How Informed Was This Patient's Decision?
In contrast with the Provisions of the Oregon Death with Dignity Act,2 there was no requirement for counseling within the ROTI Act, and the psychiatrist had to judge whether any depressive disorder was treatable. While she clearly met DSM-IV diagnostic criteria for a major depressive episode, the psychiatrist implied she was untreatable, but did not demonstrate consideration of other treatment options including responsiveness to alternative antidepressants, counseling, and family therapy. Her mood appeared to have been “normalized” as a predictable response to her medical condition. Acceptance that she had an autonomous right to euthanasia may have prevented this clinician from considering his or her duty under the Mental Health Act to protect a suicidal patient from endangering herself, the former Act taking precedence over ROTI. A severe depression, the intensity of which was defined by her suicidal ideation, influences a person's reasonable judgment about self and the value of life, leading to the likelihood of an uninformed decision about the probable results of treatment, and any feasible alternatives influencing prognosis. She might have been judged “incapable” under the influence of her severe depression. The voluntariness of her choice for euthanasia was influenced by her not being informed of the availability of effective treatment for depression nor being given the opportunity to have her suffering alleviated.
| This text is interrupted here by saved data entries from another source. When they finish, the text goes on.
use colored::*;
use std::path::Path;
use std::time::Duration;

const UNITS: [&str; 5] = ["B", "KB", "MB", "GB", "TB"];

const GB: u64 = 1024 * 1024 * 1024;
const MB100: u64 = 100 * 1024 * 1024;

/// Human-readable size: whole bytes, one decimal for KB, two above that
pub fn format_size(bytes: u64) -> String {
    let mut value = bytes as f64;
    let mut unit = 0;
    while value >= 1024.0 && unit < UNITS.len() - 1 {
        value /= 1024.0;
        unit += 1;
    }

    match unit {
        0 => format!("{} B", bytes),
        1 => format!("{:.1} KB", value),
        _ => format!("{:.2} {}", value, UNITS[unit]),
    }
}

/// Size colored by how much it would reclaim
pub fn format_size_colored(bytes: u64) -> ColoredString {
    let s = format_size(bytes);
    match bytes {
        b if b >= GB => s.red().bold(),
        b if b >= MB100 => s.yellow(),
        _ => s.white(),
    }
}

pub fn format_count(count: usize) -> String {
    format!("{} {}", count, if count == 1 { "item" } else { "items" })
}

/// Display a path with the home directory shortened to `~`
pub fn format_path(path: &Path) -> String {
    match dirs::home_dir().and_then(|home| path.strip_prefix(home).ok().map(Path::to_path_buf)) {
        Some(rest) if rest.as_os_str().is_empty() => "~".to_string(),
        Some(rest) => Path::new("~").join(rest).display().to_string(),
        None => path.display().to_string(),
    }
}

pub fn format_duration(elapsed: Duration) -> String {
    let secs = elapsed.as_secs_f64();
    if secs < 1.0 {
        format!("{}ms", elapsed.as_millis())
    } else if secs < 60.0 {
        format!("{:.1}s", secs)
    } else {
        let whole = elapsed.as_secs();
        format!("{}m {}s", whole / 60, whole % 60)
    }
}

/// Shorten to `max_len` characters keeping both ends, so the file name of a
/// long path stays visible: `/home/de...cache.bin`
pub fn truncate_middle(s: &str, max_len: usize) -> String {
    let len = s.chars().count();
    if len <= max_len {
        return s.to_string();
    }
    if max_len <= 3 {
        return ".".repeat(max_len);
    }

    let keep = max_len - 3;
    let head = keep / 2;
    let tail = keep - head;
    let start: String = s.chars().take(head).collect();
    let end: String = s.chars().skip(len - tail).collect();
    format!("{}...{}", start, end)
}
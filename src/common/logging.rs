//! Diagnostic logging plus the persistent operations log.
//!
//! Diagnostics go to stderr through an `EnvFilter`. Real deletions are
//! recorded as `tracing` events on [`OPS_TARGET`], which a second layer
//! appends to `operations.log` in the log directory.

use std::path::Path;

use tracing::Level;
use tracing_appender::non_blocking::WorkerGuard;
use tracing_subscriber::filter::{EnvFilter, Targets};
use tracing_subscriber::fmt;
use tracing_subscriber::prelude::*;

/// Target of every operations-log event.
pub const OPS_TARGET: &str = "sweepsafe::ops";

/// Set to `1` to keep the operations log off disk.
pub const NO_OPLOG_ENV: &str = "SWEEPSAFE_NO_OPLOG";

pub const OPS_LOG_FILE: &str = "operations.log";

/// The log is moved aside to `operations.log.1` past this size.
const MAX_OPS_LOG_BYTES: u64 = 10 * 1024 * 1024;

/// Install the global subscriber. The returned guard flushes the operations
/// log when dropped and must live until the program exits.
pub fn init(verbose: bool, quiet: bool, log_dir: Option<&Path>) -> Option<WorkerGuard> {
    let default_directive = if quiet {
        "error"
    } else if verbose {
        "sweepsafe=debug"
    } else {
        "sweepsafe=info,sweepsafe::ops=off"
    };
    let filter =
        EnvFilter::try_from_default_env().unwrap_or_else(|_| EnvFilter::new(default_directive));

    let stderr_layer = fmt::layer()
        .with_writer(std::io::stderr)
        .with_target(false)
        .with_filter(filter);

    let (ops_layer, guard) = match log_dir.filter(|_| oplog_enabled()) {
        Some(dir) => match open_ops_log(dir) {
            Ok(appender) => {
                let (writer, guard) = tracing_appender::non_blocking(appender);
                let layer = fmt::layer()
                    .with_writer(writer)
                    .with_ansi(false)
                    .with_target(false)
                    .with_filter(Targets::new().with_target(OPS_TARGET, Level::INFO));
                (Some(layer), Some(guard))
            }
            Err(e) => {
                eprintln!("warning: operations log disabled: {}", e);
                (None, None)
            }
        },
        None => (None, None),
    };

    // A second init (tests, embedding) keeps the first subscriber.
    let _ = tracing_subscriber::registry()
        .with(stderr_layer)
        .with(ops_layer)
        .try_init();

    guard
}

fn oplog_enabled() -> bool {
    std::env::var(NO_OPLOG_ENV).map_or(true, |v| v != "1")
}

fn open_ops_log(dir: &Path) -> std::io::Result<tracing_appender::rolling::RollingFileAppender> {
    std::fs::create_dir_all(dir)?;
    rotate_if_needed(dir, MAX_OPS_LOG_BYTES)?;
    Ok(tracing_appender::rolling::never(dir, OPS_LOG_FILE))
}

/// Move an oversized log to `<name>.1`, replacing any older backup.
fn rotate_if_needed(dir: &Path, max_bytes: u64) -> std::io::Result<bool> {
    let current = dir.join(OPS_LOG_FILE);
    match std::fs::metadata(&current) {
        Ok(meta) if meta.len() > max_bytes => {
            std::fs::rename(&current, dir.join(format!("{}.1", OPS_LOG_FILE)))?;
            Ok(true)
        }
        Ok(_) => Ok(false),
        Err(e) if e.kind() == std::io::ErrorKind::NotFound => Ok(false),
        Err(e) => Err(e),
    }
}
use std::path::Path;

/// Whether the process runs with administrator rights (effective uid 0).
/// Targets flagged `requires_elevated_privilege` are skipped otherwise.
#[cfg(unix)]
pub fn is_elevated() -> bool {
    // SAFETY: geteuid has no preconditions and cannot fail.
    unsafe { libc::geteuid() == 0 }
}

#[cfg(not(unix))]
pub fn is_elevated() -> bool {
    false
}

/// Get a helpful message for a failed deletion
pub fn permission_hint(path: &Path) -> String {
    if cfg!(windows) {
        format!(
            "'{}' may be locked by a running program or need an elevated prompt.",
            path.display()
        )
    } else {
        format!(
            "Check file permissions for '{}'. You may need to run with sudo for system paths.",
            path.display()
        )
    }
}
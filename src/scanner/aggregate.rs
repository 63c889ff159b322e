use std::collections::BTreeMap;

use super::targets::{Category, ScanResult};

/// Combined size across all results.
pub fn total_size_all(results: &[ScanResult]) -> u64 {
    results.iter().map(ScanResult::total_size).sum()
}

/// Combined item count across all results.
pub fn total_item_count(results: &[ScanResult]) -> usize {
    results.iter().map(ScanResult::item_count).sum()
}

/// Group results by the category of their first item, for display
/// sectioning. Empty results have no category and are left out.
pub fn group_by_category(results: &[ScanResult]) -> BTreeMap<Category, Vec<&ScanResult>> {
    let mut groups: BTreeMap<Category, Vec<&ScanResult>> = BTreeMap::new();
    for result in results {
        if let Some(category) = result.category() {
            groups.entry(category).or_default().push(result);
        }
    }
    groups
}

#[cfg(test)]
mod tests {
    use super::*;
    use crate::scanner::targets::CleanItem;
    use std::path::PathBuf;

    fn result(name: &str, category: Category, sizes: &[u64]) -> ScanResult {
        let items = sizes
            .iter()
            .enumerate()
            .map(|(i, size)| CleanItem {
                path: PathBuf::from(format!("/scan/{}/{}", name, i)),
                size_bytes: *size,
                category,
                description: name.to_string(),
            })
            .collect();
        ScanResult::from_items(name, items)
    }

    #[test]
    fn test_totals() {
        let results = vec![
            result("A", Category::User, &[1, 2, 3]),
            result("B", Category::Dev, &[10]),
        ];
        assert_eq!(total_size_all(&results), 16);
        assert_eq!(total_item_count(&results), 4);
        assert_eq!(total_size_all(&[]), 0);
    }

    #[test]
    fn test_grouping_is_stable_and_pure() {
        let results = vec![
            result("Chrome", Category::Browser, &[5]),
            result("Npm", Category::Dev, &[7]),
            result("Yarn", Category::Dev, &[1]),
            result("Empty", Category::System, &[]),
        ];
        let first = group_by_category(&results);
        let second = group_by_category(&results);
        assert_eq!(first, second);

        assert_eq!(first.len(), 2);
        let dev: Vec<&str> = first[&Category::Dev].iter().map(|r| r.name()).collect();
        assert_eq!(dev, vec!["Npm", "Yarn"]);
        assert!(!first.contains_key(&Category::System));
    }
}
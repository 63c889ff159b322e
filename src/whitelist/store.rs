use std::path::{Path, PathBuf};
use std::sync::{Mutex, PoisonError, RwLock};

use tracing::{debug, info, warn};

use super::pattern::{pattern_matches, validate_pattern};
use crate::common::errors::WhitelistError;
use crate::common::paths;

/// Seed entries written when no whitelist file exists yet: common developer
/// tooling that should never be swept up by a cache cleanup.
pub const DEFAULT_PATTERNS: &[&str] = &[
    r"%USERPROFILE%\.cargo\bin\*",
    r"%LOCALAPPDATA%\JetBrains\*",
    r"%APPDATA%\Code\User\*",
];

const FILE_HEADER: &str = "\
# SweepSafe whitelist - one glob pattern per line
# Lines starting with # are comments
# Environment variables (e.g. %USERPROFILE%, $HOME) are expanded at runtime
";

/// Operator-maintained exclusion patterns, shared by concurrent scan workers.
///
/// The pattern list sits behind a read/write lock: `is_whitelisted` and
/// `list` take the read side, `add` and `remove` the write side. `save`
/// copies the list under the read lock and writes the file outside it, so
/// readers are never held up by disk I/O.
#[derive(Debug)]
pub struct Whitelist {
    path: PathBuf,
    patterns: RwLock<Vec<String>>,
    save_lock: Mutex<()>,
}

impl Whitelist {
    /// A whitelist with the given patterns that persists to `path`.
    /// Patterns are taken as-is, without breadth validation.
    pub fn with_patterns<I, S>(path: impl Into<PathBuf>, patterns: I) -> Self
    where
        I: IntoIterator<Item = S>,
        S: Into<String>,
    {
        Self {
            path: path.into(),
            patterns: RwLock::new(patterns.into_iter().map(Into::into).collect()),
            save_lock: Mutex::new(()),
        }
    }

    /// Read patterns from `path`, skipping blank lines and `#` comments.
    ///
    /// A missing file is seeded with [`DEFAULT_PATTERNS`] and persisted.
    pub fn load(path: impl Into<PathBuf>) -> Result<Self, WhitelistError> {
        let path = path.into();

        let contents = match std::fs::read_to_string(&path) {
            Ok(contents) => contents,
            Err(e) if e.kind() == std::io::ErrorKind::NotFound => {
                let whitelist = Self::with_patterns(path, DEFAULT_PATTERNS.iter().copied());
                whitelist.save()?;
                info!(path = %whitelist.path.display(), "seeded default whitelist");
                return Ok(whitelist);
            }
            Err(source) => return Err(WhitelistError::Io { path, source }),
        };

        let patterns: Vec<String> = contents
            .lines()
            .map(str::trim)
            .filter(|line| !line.is_empty() && !line.starts_with('#'))
            .filter(|line| match validate_pattern(line) {
                Ok(()) => true,
                Err(reason) => {
                    warn!(pattern = %line, %reason, "ignoring whitelist entry");
                    false
                }
            })
            .map(String::from)
            .collect();
        debug!(path = %path.display(), count = patterns.len(), "loaded whitelist");

        Ok(Self::with_patterns(path, patterns))
    }

    /// Persist the current patterns, creating the parent directory if needed.
    pub fn save(&self) -> Result<(), WhitelistError> {
        let _serialized = self.save_lock.lock().unwrap_or_else(PoisonError::into_inner);
        let snapshot = self.list();

        let io_err = |source| WhitelistError::Io {
            path: self.path.clone(),
            source,
        };

        if let Some(dir) = self.path.parent().filter(|d| !d.as_os_str().is_empty()) {
            std::fs::create_dir_all(dir).map_err(io_err)?;
        }

        let mut contents = String::from(FILE_HEADER);
        contents.push('\n');
        for pattern in &snapshot {
            contents.push_str(pattern);
            contents.push('\n');
        }

        std::fs::write(&self.path, contents).map_err(io_err)
    }

    /// Append a pattern after rejecting empty, too-broad and duplicate ones.
    /// Duplicates are detected case-insensitively.
    pub fn add(&self, pattern: &str) -> Result<(), WhitelistError> {
        let pattern = pattern.trim();
        if pattern.is_empty() {
            return Err(WhitelistError::Empty);
        }

        validate_pattern(pattern).map_err(|reason| WhitelistError::Rejected {
            pattern: pattern.to_string(),
            reason,
        })?;

        let folded = paths::fold(pattern);
        let mut patterns = self.patterns.write().unwrap_or_else(PoisonError::into_inner);
        if patterns.iter().any(|p| paths::fold(p) == folded) {
            return Err(WhitelistError::AlreadyExists(pattern.to_string()));
        }
        patterns.push(pattern.to_string());
        Ok(())
    }

    /// Remove a pattern (case-insensitive match).
    pub fn remove(&self, pattern: &str) -> Result<(), WhitelistError> {
        let pattern = pattern.trim();
        if pattern.is_empty() {
            return Err(WhitelistError::Empty);
        }

        let mut patterns = self.patterns.write().unwrap_or_else(PoisonError::into_inner);
        let folded = paths::fold(pattern);
        match patterns.iter().position(|p| paths::fold(p) == folded) {
            Some(index) => {
                patterns.remove(index);
                Ok(())
            }
            None => Err(WhitelistError::NotFound(pattern.to_string())),
        }
    }

    /// Whether any pattern excludes `path`. Env tokens in patterns are
    /// expanded at match time; the first matching pattern wins.
    pub fn is_whitelisted(&self, path: &Path) -> bool {
        self.is_whitelisted_str(&path.to_string_lossy())
    }

    pub fn is_whitelisted_str(&self, path: &str) -> bool {
        let patterns = self.patterns.read().unwrap_or_else(PoisonError::into_inner);
        patterns
            .iter()
            .any(|pattern| pattern_matches(&paths::expand_env(pattern), path))
    }

    /// A copy of the current patterns.
    pub fn list(&self) -> Vec<String> {
        self.patterns
            .read()
            .unwrap_or_else(PoisonError::into_inner)
            .clone()
    }

    pub fn len(&self) -> usize {
        self.patterns.read().unwrap_or_else(PoisonError::into_inner).len()
    }

    pub fn is_empty(&self) -> bool {
        self.len() == 0
    }

    pub fn path(&self) -> &Path {
        &self.path
    }
}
Did a Single Psychiatric Assessment Meet a Duty of Care?
There are risks associated with a single psychiatric assessment. In one Oregon survey,3 only 6% of psychiatrists indicated that they could complete a competent gate-keeping task from a single assessment. This assessment role may be perceived as adversarial and not conducive to the development of a therapeutic alliance, upon which successful counseling must depend. Duty of care requires an appropriate trial of proper treatment, with thorough attention to diagnosis, choice and dose of medication, length and variation of therapy, and second opinion if the clinician is unfamiliar with the clinical circumstances present.
Prognosis of Terminal Illness
Accurate appraisal of prognosis is notoriously difficult, particularly when the future may yet involve months or years. In this case, there was difference of opinion among clinicians regarding how terminal she was, yet no means within the safeguards to protect the misinformed patient. Wanting to end her life, she sought further opinions until someone certified what she desired. There was no notification process for a nonterminal status under the ROTI Act, and the coroner failed to take action when an orthopedic surgeon, not a practitioner with expertise in the management of mycosis fungoides as required by the regulations, made the certification regarding her prognosis.
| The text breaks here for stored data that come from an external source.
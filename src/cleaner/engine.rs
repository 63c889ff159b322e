use std::path::Path;
use std::sync::Arc;

use tracing::{debug, info, warn};

use crate::common::cancel::CancelToken;
use crate::common::errors::DeleteError;
use crate::common::logging::OPS_TARGET;
use crate::common::safety::PathGuard;
use crate::scanner::walker;
use crate::whitelist::Whitelist;

/// Anything that can delete one path on behalf of a batch.
pub trait Deleter: Sync {
    /// Delete `path` (or only size it when `dry_run`), returning bytes freed.
    fn delete(&self, path: &Path, dry_run: bool) -> Result<u64, DeleteError>;
}

/// The single choke point every deletion passes through.
///
/// Holds no mutable state: safety comes from validating each input, so one
/// instance can be shared freely across threads.
#[derive(Debug, Clone, Default)]
pub struct SafeDelete {
    guard: PathGuard,
    whitelist: Option<Arc<Whitelist>>,
    cancel: CancelToken,
}

impl SafeDelete {
    pub fn new(guard: PathGuard) -> Self {
        Self {
            guard,
            whitelist: None,
            cancel: CancelToken::new(),
        }
    }

    /// Consult `whitelist` before the guard on every [`Deleter::delete`].
    pub fn with_whitelist(mut self, whitelist: Arc<Whitelist>) -> Self {
        self.whitelist = Some(whitelist);
        self
    }

    pub fn with_cancel(mut self, cancel: CancelToken) -> Self {
        self.cancel = cancel;
        self
    }

    pub fn guard(&self) -> &PathGuard {
        &self.guard
    }

    /// Validate, size and (unless `dry_run`) remove `path`.
    ///
    /// - A guard rejection returns [`DeleteError::Blocked`] and does no I/O.
    /// - A path that does not exist frees 0 bytes and is not an error.
    /// - The size is computed now, never taken from an earlier scan.
    /// - With `dry_run` nothing on disk is modified.
    /// - Removal failures are returned as [`DeleteError::Io`] without retry.
    pub fn safe_delete(&self, path: &Path, dry_run: bool) -> Result<u64, DeleteError> {
        self.guard
            .validate_path(path)
            .map_err(|reason| DeleteError::Blocked {
                path: path.to_path_buf(),
                reason,
            })?;

        let metadata = match std::fs::symlink_metadata(path) {
            Ok(m) => m,
            Err(e) if e.kind() == std::io::ErrorKind::NotFound => {
                debug!(path = %path.display(), "already gone");
                return Ok(0);
            }
            Err(source) => {
                return Err(DeleteError::Io {
                    path: path.to_path_buf(),
                    source,
                })
            }
        };

        let size = if metadata.is_dir() {
            walker::dir_size(path)
        } else {
            metadata.len()
        };

        if dry_run {
            return Ok(size);
        }

        if self.cancel.is_cancelled() {
            return Err(DeleteError::Cancelled {
                path: path.to_path_buf(),
            });
        }

        let removed = if metadata.is_dir() {
            std::fs::remove_dir_all(path)
        } else {
            std::fs::remove_file(path)
        };

        match removed {
            Ok(()) => {
                info!(target: OPS_TARGET, op = "DELETE", status = "OK", path = %path.display(), size, "deleted");
                Ok(size)
            }
            Err(source) => {
                warn!(target: OPS_TARGET, op = "DELETE", status = "ERROR", path = %path.display(), error = %source, "delete failed");
                Err(DeleteError::Io {
                    path: path.to_path_buf(),
                    source,
                })
            }
        }
    }

    /// Like [`SafeDelete::safe_delete`], but the operator's whitelist is
    /// consulted first and reported as [`DeleteError::Whitelisted`].
    pub fn safe_delete_with_whitelist<F>(
        &self,
        path: &Path,
        dry_run: bool,
        is_whitelisted: F,
    ) -> Result<u64, DeleteError>
    where
        F: Fn(&Path) -> bool,
    {
        if is_whitelisted(path) {
            return Err(DeleteError::Whitelisted {
                path: path.to_path_buf(),
            });
        }
        self.safe_delete(path, dry_run)
    }
}

impl Deleter for SafeDelete {
    fn delete(&self, path: &Path, dry_run: bool) -> Result<u64, DeleteError> {
        match &self.whitelist {
            Some(whitelist) => {
                self.safe_delete_with_whitelist(path, dry_run, |p| whitelist.is_whitelisted(p))
            }
            None => self.safe_delete(path, dry_run),
        }
    }
}

/// [`SafeDelete::safe_delete`] with the platform's default guard.
pub fn safe_delete(path: &Path, dry_run: bool) -> Result<u64, DeleteError> {
    SafeDelete::default().safe_delete(path, dry_run)
}

/// [`SafeDelete::safe_delete_with_whitelist`] with the platform's default guard.
pub fn safe_delete_with_whitelist<F>(
    path: &Path,
    dry_run: bool,
    is_whitelisted: F,
) -> Result<u64, DeleteError>
where
    F: Fn(&Path) -> bool,
{
    SafeDelete::default().safe_delete_with_whitelist(path, dry_run, is_whitelisted)
}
Transmission of Hopelessness
Any capable patient has a clear right to decline medical treatment including palliative care, but the pragmatic challenge is to provide the patient with comprehensive information regarding options. The message that no more can be done is harmfully delivered by some clinicians attempting to communicate primarily about chemotherapy. This was evident in her management and is likely to have exacerbated her hopelessness. This transmission of hopelessness and helplessness to spouse, family, other care-providers, and the community becomes a systemic problem necessitating a family-centered approach to care, usually supported by a well-functioning multidisciplinary team. Alas, care of this quality was not available to this patient or her family. Clearly, medical practitioners have a responsibility to monitor their personal attitudes to a patient and the clinical problem to ensure that they do not unwittingly transmit negative countertransference feelings in a harmful manner.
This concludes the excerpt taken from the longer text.